But after the Bill & Melinda Gates Foundation, it reaped the biggest windfall from Mr. Buffett’s recent philanthropic spending spree. Mr. Buffett announced that he was donating one million shares of his Berkshire Hathaway stock — today worth about $3-billion — to the foundation that he and Mrs. Buffett set up more than 40 years ago.
“[We] established the Susan Thompson Buffett Foundation to focus intensely on important societal problems that had very limited funding constituencies,” Mr. Buffett said in a letter to the foundation’s board. “Under Allen’s leadership, the foundation has succeeded beyond our high expectations — delivering enormous results per dollar spent.”
Protests Over Abortion Grants
The grant maker, known simply as the Buffett Foundation before Mrs.

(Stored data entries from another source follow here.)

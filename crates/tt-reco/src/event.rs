//! Per-event input.

use serde::{Deserialize, Serialize};
use tt_core::{Jet, Lepton, Met, MetCovariance};

/// Borrowed view of the objects of one event.
///
/// Jets are expected in decreasing pt order; this is not checked.
#[derive(Debug, Clone, Copy)]
pub struct EventView<'a> {
    /// Jets, pt-descending.
    pub jets: &'a [Jet],
    /// Leading charged lepton, if any.
    pub lepton: Option<&'a Lepton>,
    /// Missing transverse momentum.
    pub met: Met,
    /// Covariance of the MET measurement.
    pub met_covariance: MetCovariance,
}

impl<'a> EventView<'a> {
    /// View with a unit MET covariance.
    pub fn new(jets: &'a [Jet], lepton: Option<&'a Lepton>, met: Met) -> Self {
        Self { jets, lepton, met, met_covariance: MetCovariance::identity() }
    }

    /// Set the MET covariance.
    pub fn with_met_covariance(mut self, met_covariance: MetCovariance) -> Self {
        self.met_covariance = met_covariance;
        self
    }
}

/// Owned event, as read from JSON by batch processing.
#[derive(Debug, Clone, PartialEq, Serialize, Deserialize)]
pub struct Event {
    /// Jets, pt-descending.
    pub jets: Vec<Jet>,
    /// Leading charged lepton, if any.
    #[serde(default)]
    pub lepton: Option<Lepton>,
    /// Missing transverse momentum.
    pub met: Met,
    /// Covariance of the MET measurement.
    #[serde(default)]
    pub met_covariance: MetCovariance,
}

impl Event {
    /// Event with a unit MET covariance.
    pub fn new(jets: Vec<Jet>, lepton: Option<Lepton>, met: Met) -> Self {
        Self { jets, lepton, met, met_covariance: MetCovariance::identity() }
    }

    /// Borrow the event.
    pub fn view(&self) -> EventView<'_> {
        EventView {
            jets: &self.jets,
            lepton: self.lepton.as_ref(),
            met: self.met,
            met_covariance: self.met_covariance,
        }
    }
}
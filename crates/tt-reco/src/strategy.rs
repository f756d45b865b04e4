//! The rank-strategy interface between the jet-assignment engine and a scoring method.
//!
//! For every event the engine calls [`RankStrategy::begin_event`] once, then
//! [`RankStrategy::rank`] for every jet assignment it enumerates, then
//! [`RankStrategy::end_event`]. A larger rank means a more plausible assignment; `-inf` rejects
//! the assignment.

use crate::assignment::JetAssignment;
use crate::chi2::Chi2Strategy;
use crate::event::EventView;
use crate::likelihood::LikelihoodStrategy;
use serde::{Deserialize, Serialize};
use std::fmt;
use tt_core::FourMomentum;
use tt_nu::{QuadraticBranch, WMassSolver};

/// Outcome of the reconstruction of one event.
#[derive(Debug, Clone, Copy, PartialEq, Eq, Hash, Serialize, Deserialize)]
pub enum ReconstructionStatus {
    /// A best assignment with a finite rank was found.
    Success,
    /// Fewer than four jets passed the selection.
    InsufficientJets,
    /// No lepton in the event, or no neutrino candidate from it.
    NoLeptonOrNeutrino,
    /// The neutrino could not be reconstructed for any leptonic b candidate.
    NoValidNeutrinoReconstruction,
    /// Every reconstructed neutrino fell outside the neutrino density table.
    NeutrinoLikelihoodOutOfRange,
    /// Every mass pair fell outside the mass density table.
    MassLikelihoodOutOfRange,
    /// Every assignment was rejected for another reason.
    Unspecified,
}

impl ReconstructionStatus {
    /// Numeric code, 0 for success and then in declaration order.
    pub fn code(self) -> u8 {
        match self {
            Self::Success => 0,
            Self::InsufficientJets => 1,
            Self::NoLeptonOrNeutrino => 2,
            Self::NoValidNeutrinoReconstruction => 3,
            Self::NeutrinoLikelihoodOutOfRange => 4,
            Self::MassLikelihoodOutOfRange => 5,
            Self::Unspecified => 6,
        }
    }

    /// Whether the event was reconstructed.
    #[inline]
    pub fn is_success(self) -> bool {
        self == Self::Success
    }
}

impl fmt::Display for ReconstructionStatus {
    fn fmt(&self, f: &mut fmt::Formatter<'_>) -> fmt::Result {
        let s = match self {
            Self::Success => "success",
            Self::InsufficientJets => "insufficient jets",
            Self::NoLeptonOrNeutrino => "no lepton or neutrino",
            Self::NoValidNeutrinoReconstruction => "no valid neutrino reconstruction",
            Self::NeutrinoLikelihoodOutOfRange => "neutrino likelihood out of range",
            Self::MassLikelihoodOutOfRange => "mass likelihood out of range",
            Self::Unspecified => "unspecified failure",
        };
        f.write_str(s)
    }
}

/// Engine state visible to [`RankStrategy::rank`].
#[derive(Debug, Clone, Copy, PartialEq)]
pub struct RankContext {
    /// Highest rank among the assignments evaluated so far in this event (`-inf` before the
    /// first finite one).
    pub best_rank: f64,
}

/// A method to score jet assignments.
pub trait RankStrategy {
    /// Prepare for a new event.
    ///
    /// Returning an error status aborts the event before any assignment is ranked.
    fn begin_event(&mut self, event: &EventView<'_>) -> Result<(), ReconstructionStatus>;

    /// Rank one assignment. `-inf` (or NaN) rejects it.
    fn rank(&mut self, event: &EventView<'_>, assignment: &JetAssignment, ctx: RankContext) -> f64;

    /// Finish the event.
    ///
    /// `found` tells whether some assignment got a rank above `-inf`. When it did not, the
    /// returned status explains why.
    fn end_event(&mut self, found: bool) -> ReconstructionStatus;

    /// Neutrino associated with the best assignment of the current event.
    fn neutrino(&self) -> Option<FourMomentum>;
}

impl<S: RankStrategy + ?Sized> RankStrategy for Box<S> {
    fn begin_event(&mut self, event: &EventView<'_>) -> Result<(), ReconstructionStatus> {
        (**self).begin_event(event)
    }

    fn rank(&mut self, event: &EventView<'_>, assignment: &JetAssignment, ctx: RankContext) -> f64 {
        (**self).rank(event, assignment, ctx)
    }

    fn end_event(&mut self, found: bool) -> ReconstructionStatus {
        (**self).end_event(found)
    }

    fn neutrino(&self) -> Option<FourMomentum> {
        (**self).neutrino()
    }
}

/// One of the built-in strategies, as selected by a [`RecoConfig`](crate::RecoConfig).
#[derive(Debug, Clone)]
pub enum AnyStrategy {
    /// Chi-squared ranking.
    Chi2(Chi2Strategy),
    /// Likelihood ranking.
    Likelihood(LikelihoodStrategy),
}

impl RankStrategy for AnyStrategy {
    fn begin_event(&mut self, event: &EventView<'_>) -> Result<(), ReconstructionStatus> {
        match self {
            Self::Chi2(s) => s.begin_event(event),
            Self::Likelihood(s) => s.begin_event(event),
        }
    }

    fn rank(&mut self, event: &EventView<'_>, assignment: &JetAssignment, ctx: RankContext) -> f64 {
        match self {
            Self::Chi2(s) => s.rank(event, assignment, ctx),
            Self::Likelihood(s) => s.rank(event, assignment, ctx),
        }
    }

    fn end_event(&mut self, found: bool) -> ReconstructionStatus {
        match self {
            Self::Chi2(s) => s.end_event(found),
            Self::Likelihood(s) => s.end_event(found),
        }
    }

    fn neutrino(&self) -> Option<FourMomentum> {
        match self {
            Self::Chi2(s) => s.neutrino(),
            Self::Likelihood(s) => s.neutrino(),
        }
    }
}

/// Neutrino candidates of an event from the W-mass constraint, computed once per event.
#[derive(Debug, Clone, Default)]
pub struct NeutrinoReconstruction {
    solver: WMassSolver,
    candidates: Vec<FourMomentum>,
}

impl NeutrinoReconstruction {
    /// Use the given solver.
    pub fn new(solver: WMassSolver) -> Self {
        Self { solver, candidates: Vec::new() }
    }

    /// Solve for the event's leading lepton and MET. No lepton gives no candidates.
    pub fn reconstruct(&mut self, event: &EventView<'_>) -> &[FourMomentum] {
        self.candidates.clear();
        if let Some(lepton) = event.lepton {
            let solution = self.solver.solve_detailed(&lepton.p4, &event.met);
            if solution.branch == QuadraticBranch::NoSolution {
                log::debug!("W-mass solver: no neutrino candidate (MET = {:.3})", event.met.pt());
            }
            self.candidates = solution.candidates;
        }
        &self.candidates
    }

    /// Candidates from the last call to [`reconstruct`](Self::reconstruct).
    pub fn candidates(&self) -> &[FourMomentum] {
        &self.candidates
    }

    /// The solver.
    pub fn solver(&self) -> &WMassSolver {
        &self.solver
    }
}
//! Neutrino reconstruction from the W-boson mass constraint.
//!
//! The neutrino transverse momentum is identified with the measured MET and its mass is set to
//! zero. Requiring `m(l + nu) = m_W` then gives a quadratic equation for the longitudinal
//! momentum:
//!
//! `a pz^2 + b pz + c = 0`, with
//!
//! - `lambda = (m_W^2 - m_l^2 + 2 (MET_x l_x + MET_y l_y)) / (2 E_l)`
//! - `a = 1 - (l_z / E_l)^2`
//! - `b = -2 (l_z / E_l) lambda`
//! - `c = MET^2 - lambda^2`
//!
//! When the discriminant is negative the MET magnitude is rescaled, keeping its direction in
//! the transverse plane, by the smallest amount that makes the discriminant vanish.

use tt_core::{FourMomentum, Met};

/// W-boson mass used by default, GeV.
pub const W_MASS: f64 = 80.419;

/// Coefficients of the quadratic equation for the neutrino `pz`.
#[derive(Debug, Clone, Copy, PartialEq)]
pub struct QuadraticCoefficients {
    /// Coefficient of `pz^2`.
    pub a: f64,
    /// Coefficient of `pz`.
    pub b: f64,
    /// Constant term.
    pub c: f64,
}

impl QuadraticCoefficients {
    /// `b^2 - 4ac`.
    #[inline]
    pub fn discriminant(&self) -> f64 {
        self.b * self.b - 4.0 * self.a * self.c
    }
}

/// Which case of the solution procedure produced the candidates.
#[derive(Debug, Clone, Copy, PartialEq, Eq)]
pub enum QuadraticBranch {
    /// `a == 0`: the equation is linear.
    Linear,
    /// Positive discriminant: two solutions.
    TwoSolutions,
    /// Zero discriminant: one solution.
    SingleSolution,
    /// Negative discriminant: MET magnitude adjusted, one solution.
    AdjustedMet,
    /// No physical solution.
    NoSolution,
}

/// Full outcome of [`WMassSolver::solve_detailed`].
#[derive(Debug, Clone, PartialEq)]
pub struct WMassSolution {
    /// Branch taken.
    pub branch: QuadraticBranch,
    /// Coefficients computed with the measured MET.
    pub coefficients: QuadraticCoefficients,
    /// MET used to build the candidates (differs from the input only for
    /// [`QuadraticBranch::AdjustedMet`]).
    pub met: Met,
    /// Neutrino candidates (0, 1 or 2).
    pub candidates: Vec<FourMomentum>,
}

/// Solver for the neutrino `pz` under the W-mass constraint.
#[derive(Debug, Clone, Copy, PartialEq)]
pub struct WMassSolver {
    w_mass: f64,
}

impl Default for WMassSolver {
    fn default() -> Self {
        Self { w_mass: W_MASS }
    }
}

impl WMassSolver {
    /// Create a solver with the given W-boson mass hypothesis.
    pub fn new(w_mass: f64) -> Self {
        Self { w_mass }
    }

    /// W-boson mass hypothesis.
    pub fn w_mass(&self) -> f64 {
        self.w_mass
    }

    /// Coefficients of the `pz` equation for the given lepton and MET.
    pub fn coefficients(&self, lepton: &FourMomentum, met: &Met) -> QuadraticCoefficients {
        let e = lepton.e;
        let r = lepton.pz / e;
        let lambda = (self.w_mass * self.w_mass - lepton.mass().powi(2)
            + 2.0 * (met.px * lepton.px + met.py * lepton.py))
            / (2.0 * e);

        QuadraticCoefficients {
            a: 1.0 - r * r,
            b: -2.0 * r * lambda,
            c: met.px * met.px + met.py * met.py - lambda * lambda,
        }
    }

    /// Reconstruct neutrino candidates. An empty list means the reconstruction failed.
    pub fn solve(&self, lepton: &FourMomentum, met: &Met) -> Vec<FourMomentum> {
        self.solve_detailed(lepton, met).candidates
    }

    /// Reconstruct neutrino candidates and report how they were obtained.
    pub fn solve_detailed(&self, lepton: &FourMomentum, met: &Met) -> WMassSolution {
        let coefficients = self.coefficients(lepton, met);
        let QuadraticCoefficients { a, b, c } = coefficients;

        let mut out = WMassSolution {
            branch: QuadraticBranch::NoSolution,
            coefficients,
            met: *met,
            candidates: Vec::new(),
        };

        if a == 0.0 {
            // Massless lepton along the beam axis.
            if b != 0.0 {
                out.branch = QuadraticBranch::Linear;
                out.candidates.push(FourMomentum::from_p3_massless(met.px, met.py, -c / b));
            }
            return out;
        }

        let discriminant = coefficients.discriminant();

        if discriminant > 0.0 {
            let sqrt_d = discriminant.sqrt();
            out.branch = QuadraticBranch::TwoSolutions;
            out.candidates.push(FourMomentum::from_p3_massless(
                met.px,
                met.py,
                (-b - sqrt_d) / (2.0 * a),
            ));
            out.candidates.push(FourMomentum::from_p3_massless(
                met.px,
                met.py,
                (-b + sqrt_d) / (2.0 * a),
            ));
            return out;
        }

        if discriminant == 0.0 {
            out.branch = QuadraticBranch::SingleSolution;
            out.candidates.push(FourMomentum::from_p3_massless(met.px, met.py, -b / (2.0 * a)));
            return out;
        }

        let Some(adjusted_pt) = self.adjusted_met_pt(lepton, met) else {
            log::trace!(
                "W-mass neutrino solver: no positive MET gives a real solution (MET = {:.3})",
                met.pt()
            );
            return out;
        };

        let met_pt = met.pt();
        let adjusted = Met::new(met.px / met_pt * adjusted_pt, met.py / met_pt * adjusted_pt);
        let adjusted_coefficients = self.coefficients(lepton, &adjusted);
        let pz = -adjusted_coefficients.b / (2.0 * adjusted_coefficients.a);

        log::trace!(
            "W-mass neutrino solver: MET adjusted from {:.3} to {:.3}",
            met_pt,
            adjusted_pt
        );

        out.branch = QuadraticBranch::AdjustedMet;
        out.met = adjusted;
        out.candidates.push(FourMomentum::from_p3_massless(adjusted.px, adjusted.py, pz));
        out
    }

    /// MET magnitude along the measured direction that makes the discriminant vanish.
    ///
    /// Solves `u m^2 + v m + w = 0`, where `g` is the projection of the lepton transverse
    /// momentum on the MET direction:
    ///
    /// - `u = (l_z / E)^2 + (g / E)^2 - 1`
    /// - `v = g (m_W^2 - m_l^2) / E^2`
    /// - `w = ((m_W^2 - m_l^2) / (2E))^2`
    ///
    /// Returns the positive root closest to the measured MET, or `None` if there is none.
    fn adjusted_met_pt(&self, lepton: &FourMomentum, met: &Met) -> Option<f64> {
        let met_pt = met.pt();
        if met_pt == 0.0 {
            return None;
        }

        let e = lepton.e;
        let g = (lepton.px * met.px + lepton.py * met.py) / met_pt;
        let delta = self.w_mass * self.w_mass - lepton.mass().powi(2);

        let u = (lepton.pz / e).powi(2) + (g / e).powi(2) - 1.0;
        let v = g * delta / (e * e);
        let w = (delta / (2.0 * e)).powi(2);

        if u == 0.0 {
            if v == 0.0 {
                return None;
            }
            let m = -w / v;
            return (m > 0.0).then_some(m);
        }

        let discriminant = v * v - 4.0 * u * w;
        if discriminant < 0.0 {
            return None;
        }

        let sqrt_d = discriminant.sqrt();
        let m1 = (-v - sqrt_d) / (2.0 * u);
        let m2 = (-v + sqrt_d) / (2.0 * u);

        match (m1 > 0.0, m2 > 0.0) {
            (true, true) => {
                if (met_pt - m1).abs() < (met_pt - m2).abs() {
                    Some(m1)
                } else {
                    Some(m2)
                }
            }
            (true, false) => Some(m1),
            (false, true) => Some(m2),
            (false, false) => None,
        }
    }
}

#[cfg(test)]
mod tests {
    use super::*;
    use approx::assert_relative_eq;

    fn lepton(pt: f64, eta: f64, phi: f64) -> FourMomentum {
        FourMomentum::from_pt_eta_phi_m(pt, eta, phi, 0.105)
    }

    #[test]
    fn test_central_lepton_reference_roots() {
        // eta = 0 => l_z = 0 => a = 1, b = 0, pz = +-sqrt(lambda^2 - MET^2).
        let l = FourMomentum::from_pt_eta_phi_m(40.0, 0.0, 0.0, 0.0);
        let met = Met::new(30.0, 0.0);
        let solver = WMassSolver::default();

        let lambda = (W_MASS * W_MASS + 2.0 * 30.0 * 40.0) / (2.0 * 40.0);
        let reference = (lambda * lambda - 900.0).sqrt();

        let coeff = solver.coefficients(&l, &met);
        assert_eq!(coeff.a, 1.0);
        assert_eq!(coeff.b, 0.0);
        assert_relative_eq!(coeff.c, 900.0 - lambda * lambda, max_relative = 1e-12);

        let sol = solver.solve_detailed(&l, &met);
        assert_eq!(sol.branch, QuadraticBranch::TwoSolutions);
        assert_eq!(sol.candidates.len(), 2);
        assert_relative_eq!(sol.candidates[0].pz, -reference, max_relative = 1e-9);
        assert_relative_eq!(sol.candidates[1].pz, reference, max_relative = 1e-9);
    }

    #[test]
    fn test_two_solutions_satisfy_w_mass() {
        let l = lepton(35.0, -1.2, 2.0);
        let met = Met::new(20.0, -15.0);
        let nus = WMassSolver::default().solve(&l, &met);
        assert_eq!(nus.len(), 2);
        for nu in nus {
            assert_relative_eq!((l + nu).mass(), W_MASS, max_relative = 1e-9);
            assert_eq!(nu.px, 20.0);
            assert_eq!(nu.py, -15.0);
            assert_relative_eq!(nu.mass2(), 0.0, epsilon = 1e-6);
        }
    }

    #[test]
    fn test_negative_discriminant_adjusts_met_magnitude_only() {
        // Transverse mass well above m_W.
        let l = lepton(40.0, 0.5, 0.0);
        let met = Met::new(-100.0, 20.0);
        let solver = WMassSolver::default();
        assert!(solver.coefficients(&l, &met).discriminant() < 0.0);

        let sol = solver.solve_detailed(&l, &met);
        assert_eq!(sol.branch, QuadraticBranch::AdjustedMet);
        assert_eq!(sol.candidates.len(), 1);

        let nu = sol.candidates[0];
        assert_relative_eq!(nu.phi(), met.phi(), epsilon = 1e-12);
        assert!(nu.pt() < met.pt());

        // The adjusted MET makes the discriminant vanish, so the mass constraint holds.
        let adj = solver.coefficients(&l, &sol.met);
        assert!(adj.discriminant().abs() <= 1e-9 * adj.b * adj.b + 1e-6);
        assert_relative_eq!((l + nu).mass(), W_MASS, max_relative = 1e-7);
    }

    #[test]
    fn test_linear_case_for_lepton_along_beam() {
        let l = FourMomentum::new(0.0, 0.0, 50.0, 50.0);
        let met = Met::new(30.0, 0.0);
        let sol = WMassSolver::default().solve_detailed(&l, &met);
        assert_eq!(sol.branch, QuadraticBranch::Linear);
        assert_eq!(sol.candidates.len(), 1);
        assert_relative_eq!((l + sol.candidates[0]).mass(), W_MASS, max_relative = 1e-9);
    }

    #[test]
    fn test_custom_w_mass() {
        let l = lepton(50.0, 0.3, 1.0);
        let met = Met::new(10.0, 35.0);
        let solver = WMassSolver::new(75.0);
        for nu in solver.solve(&l, &met) {
            assert_relative_eq!((l + nu).mass(), 75.0, max_relative = 1e-7);
        }
    }
}
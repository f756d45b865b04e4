//! Four-momentum arithmetic.
//!
//! Conventions follow the usual collider ones: energies and momenta in GeV, `phi` in
//! `(-pi, pi]`, pseudorapidity `eta = asinh(pz / pt)`.

use serde::{Deserialize, Serialize};
use std::iter::Sum;
use std::ops::{Add, Neg, Sub};

/// A Lorentz four-vector `(px, py, pz, E)`.
#[derive(Debug, Clone, Copy, PartialEq, Default, Serialize, Deserialize)]
pub struct FourMomentum {
    /// x component of the momentum.
    pub px: f64,
    /// y component of the momentum.
    pub py: f64,
    /// z component of the momentum (along the beam).
    pub pz: f64,
    /// Energy.
    pub e: f64,
}

impl FourMomentum {
    /// Build from Cartesian components.
    #[inline]
    pub const fn new(px: f64, py: f64, pz: f64, e: f64) -> Self {
        Self { px, py, pz, e }
    }

    /// The zero four-vector.
    #[inline]
    pub const fn zero() -> Self {
        Self::new(0.0, 0.0, 0.0, 0.0)
    }

    /// Build from transverse momentum, pseudorapidity, azimuth and mass.
    pub fn from_pt_eta_phi_m(pt: f64, eta: f64, phi: f64, m: f64) -> Self {
        let px = pt * phi.cos();
        let py = pt * phi.sin();
        let pz = pt * eta.sinh();
        let e = (px * px + py * py + pz * pz + m * m).sqrt();
        Self { px, py, pz, e }
    }

    /// Build a massless four-vector from a three-momentum (`E = |p|`).
    pub fn from_p3_massless(px: f64, py: f64, pz: f64) -> Self {
        let e = (px * px + py * py + pz * pz).sqrt();
        Self { px, py, pz, e }
    }

    /// Three-momentum as an array.
    #[inline]
    pub fn p3(&self) -> [f64; 3] {
        [self.px, self.py, self.pz]
    }

    /// Squared magnitude of the three-momentum.
    #[inline]
    pub fn p2(&self) -> f64 {
        self.px * self.px + self.py * self.py + self.pz * self.pz
    }

    /// Magnitude of the three-momentum.
    #[inline]
    pub fn p(&self) -> f64 {
        self.p2().sqrt()
    }

    /// Transverse momentum.
    #[inline]
    pub fn pt(&self) -> f64 {
        self.px.hypot(self.py)
    }

    /// Azimuthal angle. Zero for a vector along the beam axis.
    #[inline]
    pub fn phi(&self) -> f64 {
        self.py.atan2(self.px)
    }

    /// Polar angle of the three-momentum.
    pub fn theta(&self) -> f64 {
        if self.px == 0.0 && self.py == 0.0 && self.pz == 0.0 {
            0.0
        } else {
            self.pt().atan2(self.pz)
        }
    }

    /// Pseudorapidity. Infinite for a vector along the beam, zero for the null vector.
    pub fn eta(&self) -> f64 {
        let pt = self.pt();
        if pt == 0.0 && self.pz == 0.0 {
            return 0.0;
        }
        (self.pz / pt).asinh()
    }

    /// Rapidity `0.5 ln((E + pz) / (E - pz))`.
    pub fn rapidity(&self) -> f64 {
        0.5 * ((self.e + self.pz) / (self.e - self.pz)).ln()
    }

    /// Invariant mass squared.
    #[inline]
    pub fn mass2(&self) -> f64 {
        self.e * self.e - self.p2()
    }

    /// Invariant mass.
    ///
    /// A space-like vector (negative `m^2`, usually from rounding) gets the negative mass
    /// `-sqrt(-m^2)`.
    pub fn mass(&self) -> f64 {
        let m2 = self.mass2();
        if m2 < 0.0 { -(-m2).sqrt() } else { m2.sqrt() }
    }

    /// Velocity `|p| / E`.
    pub fn beta(&self) -> f64 {
        self.p() / self.e
    }

    /// Boost vector `p / E` that brings a particle at rest to this momentum.
    pub fn boost_vector(&self) -> [f64; 3] {
        [self.px / self.e, self.py / self.e, self.pz / self.e]
    }

    /// Apply a Lorentz boost with velocity `b`.
    pub fn boosted(&self, b: [f64; 3]) -> Self {
        let b2 = b[0] * b[0] + b[1] * b[1] + b[2] * b[2];
        let gamma = 1.0 / (1.0 - b2).sqrt();
        let bp = b[0] * self.px + b[1] * self.py + b[2] * self.pz;
        let gamma2 = if b2 > 0.0 { (gamma - 1.0) / b2 } else { 0.0 };
        let k = gamma2 * bp + gamma * self.e;

        Self {
            px: self.px + k * b[0],
            py: self.py + k * b[1],
            pz: self.pz + k * b[2],
            e: gamma * (self.e + bp),
        }
    }

    /// Dot product of the three-momenta.
    #[inline]
    pub fn dot3(&self, other: &Self) -> f64 {
        self.px * other.px + self.py * other.py + self.pz * other.pz
    }

    /// Opening angle between the three-momenta, in `[0, pi]`. Zero if either is null.
    pub fn angle(&self, other: &Self) -> f64 {
        let norm2 = self.p2() * other.p2();
        if norm2 <= 0.0 {
            return 0.0;
        }
        (self.dot3(other) / norm2.sqrt()).clamp(-1.0, 1.0).acos()
    }

    /// Azimuthal separation wrapped into `[-pi, pi)`.
    pub fn delta_phi(&self, other: &Self) -> f64 {
        wrap_phi(self.phi() - other.phi())
    }

    /// Angular separation `sqrt(d_eta^2 + d_phi^2)`.
    pub fn delta_r(&self, other: &Self) -> f64 {
        let deta = self.eta() - other.eta();
        let dphi = self.delta_phi(other);
        deta.hypot(dphi)
    }
}

/// Wrap an angle into `[-pi, pi)`.
pub fn wrap_phi(phi: f64) -> f64 {
    use std::f64::consts::{PI, TAU};
    let r = (phi + PI).rem_euclid(TAU);
    // rem_euclid may round up to exactly TAU for tiny negative inputs.
    if r >= TAU { -PI } else { r - PI }
}

impl Add for FourMomentum {
    type Output = FourMomentum;

    #[inline]
    fn add(self, rhs: Self) -> Self {
        Self::new(self.px + rhs.px, self.py + rhs.py, self.pz + rhs.pz, self.e + rhs.e)
    }
}

impl Sub for FourMomentum {
    type Output = FourMomentum;

    #[inline]
    fn sub(self, rhs: Self) -> Self {
        Self::new(self.px - rhs.px, self.py - rhs.py, self.pz - rhs.pz, self.e - rhs.e)
    }
}

impl Neg for FourMomentum {
    type Output = FourMomentum;

    #[inline]
    fn neg(self) -> Self {
        Self::new(-self.px, -self.py, -self.pz, -self.e)
    }
}

impl Sum for FourMomentum {
    fn sum<I: Iterator<Item = Self>>(iter: I) -> Self {
        iter.fold(Self::zero(), |acc, p| acc + p)
    }
}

Buffett’s death from a stroke in 2004, has spent hundreds of millions of dollars over the years supporting population-control, family-planning, and abortion-rights projects, both in the United States and abroad.
That has made it a target of anti-abortion groups, one reason it may prefer to keep a low profile.
“Warren Buffett’s philanthropy aims at killing pre-born children not curing childhood disease, eliminating the poor not poverty, and destroying the developing world not aiding development,” Father Thomas J. Euteneuer, president of Human Life International, in Front Royal, Va., said after Mr. Buffett’s gift was announced. He said Mr. Buffett could become “the Dr. Mengele of philanthropy.”
In addition to its family-planning grants, the foundation gives cash awards to outstanding Omaha teachers and scholarships to Nebraska residents attending state colleges and universities.
Mr. Buffett pledged to transfer to the foundation 5 percent of the promised shares this month, followed by 5 percent of the remaining shares each year that he is alive. He will rewrite his will to ensure the balance is transferred after his death. He said in his letter that his gift will allow the foundation to more than double its spending, adding $150-million to its annual budget. (The foundation spent $122.5-million in 2005.)
A Big Bequest
Mr. Buffett’s gift marks the second time in two years that the Susan Thompson Buffett Foundation has received a big donation. In 2004, Mrs. Buffett’s will left to the foundation stock that then had an estimated value of about $2.4-billion. Once that money is transferred — the estate is still being settled — it will add considerably to the foundation’s assets, which stood at $318.5-million in 2005. The organization could then be among the country’s 20 wealthiest foundations. If Mr. Buffett’s donation were for some reason to be transferred all at once, instead of in stages, the value of both gifts would push the foundation into the top 10.
While the two gifts will transform it into something of a spending powerhouse, the foundation will not grow nearly as large as once expected. Before Mr. Buffett announced his donation to the Bill & Melinda Gates Foundation, he had said he would leave the bulk of his fortune to the foundation that he helped to create.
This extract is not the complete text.